§ **PROBLEM**: Word for word, repeat all of the entries below.

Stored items
------------------------

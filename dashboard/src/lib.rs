//! User dashboard library modules.
//!
//! A server-rendered view over a remote user directory: a searchable list
//! page and a per-user detail page, each backed by one upstream fetch.

pub mod domain;
pub mod inbound;
pub mod middleware;
pub mod outbound;

pub use middleware::Trace;
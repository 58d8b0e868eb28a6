//! User directory records.
//!
//! These types are a read-only projection of the upstream directory payload.
//! The outbound adapter owns decoding; by the time a [`User`] exists every
//! text slot holds a defined value (possibly empty), so rendering never has to
//! reason about missing fields.

use std::fmt;

/// Numeric identifier assigned to a user by the upstream directory.
///
/// # Examples
/// ```
/// use user_dashboard::domain::UserId;
///
/// let id = UserId::new(7);
/// assert_eq!(id.to_string(), "7");
/// ```
#[derive(Debug, Clone, Copy, PartialEq, Eq, Hash, PartialOrd, Ord)]
pub struct UserId(i64);

impl UserId {
    /// Wrap a raw upstream identifier.
    #[must_use]
    pub const fn new(raw: i64) -> Self {
        Self(raw)
    }

    /// Access the raw identifier.
    #[must_use]
    pub const fn get(self) -> i64 {
        self.0
    }
}

impl fmt::Display for UserId {
    fn fmt(&self, f: &mut fmt::Formatter<'_>) -> fmt::Result {
        write!(f, "{}", self.0)
    }
}

/// Identifier taken verbatim from the navigation path.
///
/// No numeric validation is applied: whatever the router hands over is sent
/// upstream as a single path segment. Only the empty string is treated as
/// "not yet resolved".
///
/// # Examples
/// ```
/// use user_dashboard::domain::UserIdentifier;
///
/// assert!(UserIdentifier::new("").is_none());
/// let id = UserIdentifier::new("abc").expect("non-empty identifier");
/// assert_eq!(id.as_str(), "abc");
/// ```
#[derive(Debug, Clone, PartialEq, Eq, Hash)]
pub struct UserIdentifier(String);

impl UserIdentifier {
    /// Accept any non-empty identifier.
    pub fn new(raw: impl Into<String>) -> Option<Self> {
        let raw = raw.into();
        if raw.is_empty() { None } else { Some(Self(raw)) }
    }

    /// Borrow the identifier text.
    #[must_use]
    pub fn as_str(&self) -> &str {
        self.0.as_str()
    }
}

impl AsRef<str> for UserIdentifier {
    fn as_ref(&self) -> &str {
        self.as_str()
    }
}

impl fmt::Display for UserIdentifier {
    fn fmt(&self, f: &mut fmt::Formatter<'_>) -> fmt::Result {
        f.write_str(&self.0)
    }
}

impl From<UserId> for UserIdentifier {
    fn from(value: UserId) -> Self {
        Self(value.to_string())
    }
}

/// Raw coordinate pair; upstream sends both values as text.
#[derive(Debug, Clone, Default, PartialEq, Eq)]
pub struct Geo {
    /// Latitude text.
    pub lat: String,
    /// Longitude text.
    pub lng: String,
}

/// Postal address block.
#[derive(Debug, Clone, Default, PartialEq, Eq)]
pub struct Address {
    /// Street line.
    pub street: String,
    /// Suite or apartment line.
    pub suite: String,
    /// City name.
    pub city: String,
    /// Postal code.
    pub zipcode: String,
    /// Coordinates.
    pub geo: Geo,
}

/// Employer block.
#[derive(Debug, Clone, Default, PartialEq, Eq)]
pub struct Company {
    /// Company name.
    pub name: String,
    /// Marketing catch phrase.
    pub catch_phrase: String,
    /// Business tagline.
    pub bs: String,
}

/// One directory entry.
///
/// `id` is `None` when upstream omitted it or sent something that is not an
/// integer; such users still list but cannot be linked to a detail view.
#[derive(Debug, Clone, Default, PartialEq, Eq)]
pub struct User {
    /// Route key, when upstream supplied a usable one.
    pub id: Option<UserId>,
    /// Full name.
    pub name: String,
    /// Handle.
    pub username: String,
    /// Contact e-mail.
    pub email: String,
    /// Contact phone.
    pub phone: String,
    /// Website host, without scheme.
    pub website: String,
    /// Postal address.
    pub address: Address,
    /// Employer.
    pub company: Company,
}

impl User {
    /// Path of this user's detail view, when the user has an identifier.
    ///
    /// # Examples
    /// ```
    /// use user_dashboard::domain::{User, UserId};
    ///
    /// let user = User { id: Some(UserId::new(3)), ..User::default() };
    /// assert_eq!(user.detail_path().as_deref(), Some("/users/3"));
    /// assert!(User::default().detail_path().is_none());
    /// ```
    #[must_use]
    pub fn detail_path(&self) -> Option<String> {
        self.id.map(|id| format!("/users/{id}"))
    }
}
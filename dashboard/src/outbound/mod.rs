//! Outbound adapters implementing domain ports.

pub mod directory;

------------------------

§ **SOLUTION FOR THIS PROBLEM**:
filename dashboard/src/lib.rs
//! User dashboard library modules.
//!
//! A server-rendered view over a remote user directory: a searchable list
//! page and a per-user detail page, each backed by one upstream fetch.

pub mod domain;
pub mod inbound;
pub mod middleware;
pub mod outbound;

pub use middleware::Trace;
repository 58d8b0e868eb28a6
//! User directory records.
//!
//! These types are a read-only projection of the upstream directory payload.
//! The outbound adapter owns decoding; by the time a [`User`] exists every
//! text slot holds a defined value (possibly empty), so rendering never has to
//! reason about missing fields.

use std::fmt;

/// Numeric identifier assigned to a user by the upstream directory.
///
/// # Examples
/// ```
/// use user_dashboard::domain::UserId;
///
/// let id = UserId::new(7);
/// assert_eq!(id.to_string(), "7");
/// ```
#[derive(Debug, Clone, Copy, PartialEq, Eq, Hash, PartialOrd, Ord)]
pub struct UserId(i64);

impl UserId {
    /// Wrap a raw upstream identifier.
    #[must_use]
    pub const fn new(raw: i64) -> Self {
        Self(raw)
    }

    /// Access the raw identifier.
    #[must_use]
    pub const fn get(self) -> i64 {
        self.0
    }
}

impl fmt::Display for UserId {
    fn fmt(&self, f: &mut fmt::Formatter<'_>) -> fmt::Result {
        write!(f, "{}", self.0)
    }
}

/// Identifier taken verbatim from the navigation path.
///
/// No numeric validation is applied: whatever the router hands over is sent
/// upstream as a single path segment. Only the empty string is treated as
/// "not yet resolved".
///
/// # Examples
/// ```
/// use user_dashboard::domain::UserIdentifier;
///
/// assert!(UserIdentifier::new("").is_none());
/// let id = UserIdentifier::new("abc").expect("non-empty identifier");
/// assert_eq!(id.as_str(), "abc");
/// ```
#[derive(Debug, Clone, PartialEq, Eq, Hash)]
pub struct UserIdentifier(String);

impl UserIdentifier {
    /// Accept any non-empty identifier.
    pub fn new(raw: impl Into<String>) -> Option<Self> {
        let raw = raw.into();
        if raw.is_empty() { None } else { Some(Self(raw)) }
    }

    /// Borrow the identifier text.
    #[must_use]
    pub fn as_str(&self) -> &str {
        self.0.as_str()
    }
}

impl AsRef<str> for UserIdentifier {
    fn as_ref(&self) -> &str {
        self.as_str()
    }
}

impl fmt::Display for UserIdentifier {
    fn fmt(&self, f: &mut fmt::Formatter<'_>) -> fmt::Result {
        f.write_str(&self.0)
    }
}

impl From<UserId> for UserIdentifier {
    fn from(value: UserId) -> Self {
        Self(value.to_string())
    }
}

/// Raw coordinate pair; upstream sends both values as text.
#[derive(Debug, Clone, Default, PartialEq, Eq)]
pub struct Geo {
    /// Latitude text.
    pub lat: String,
    /// Longitude text.
    pub lng: String,
}

/// Postal address block.
#[derive(Debug, Clone, Default, PartialEq, Eq)]
pub struct Address {
    /// Street line.
    pub street: String,
    /// Suite or apartment line.
    pub suite: String,
    /// City name.
    pub city: String,
    /// Postal code.
    pub zipcode: String,
    /// Coordinates.
    pub geo: Geo,
}

/// Employer block.
#[derive(Debug, Clone, Default, PartialEq, Eq)]
pub struct Company {
    /// Company name.
    pub name: String,
    /// Marketing catch phrase.
    pub catch_phrase: String,
    /// Business tagline.
    pub bs: String,
}

/// One directory entry.
///
/// `id` is `None` when upstream omitted it or sent something that is not an
/// integer; such users still list but cannot be linked to a detail view.
#[derive(Debug, Clone, Default, PartialEq, Eq)]
pub struct User {
    /// Route key, when upstream supplied a usable one.
    pub id: Option<UserId>,
    /// Full name.
    pub name: String,
    /// Handle.
    pub username: String,
    /// Contact e-mail.
    pub email: String,
    /// Contact phone.
    pub phone: String,
    /// Website host, without scheme.
    pub website: String,
    /// Postal address.
    pub address: Address,
    /// Employer.
    pub company: Company,
}

impl User {
    /// Path of this user's detail view, when the user has an identifier.
    ///
    /// # Examples
    /// ```
    /// use user_dashboard::domain::{User, UserId};
    ///
    /// let user = User { id: Some(UserId::new(3)), ..User::default() };
    /// assert_eq!(user.detail_path().as_deref(), Some("/users/3"));
    /// assert!(User::default().detail_path().is_none());
    /// ```
    #[must_use]
    pub fn detail_path(&self) -> Option<String> {
        self.id.map(|id| format!("/users/{id}"))
    }
}
filename dashboard/src/outbound/mod.rs
//! Outbound adapters implementing domain ports.

pub mod directory;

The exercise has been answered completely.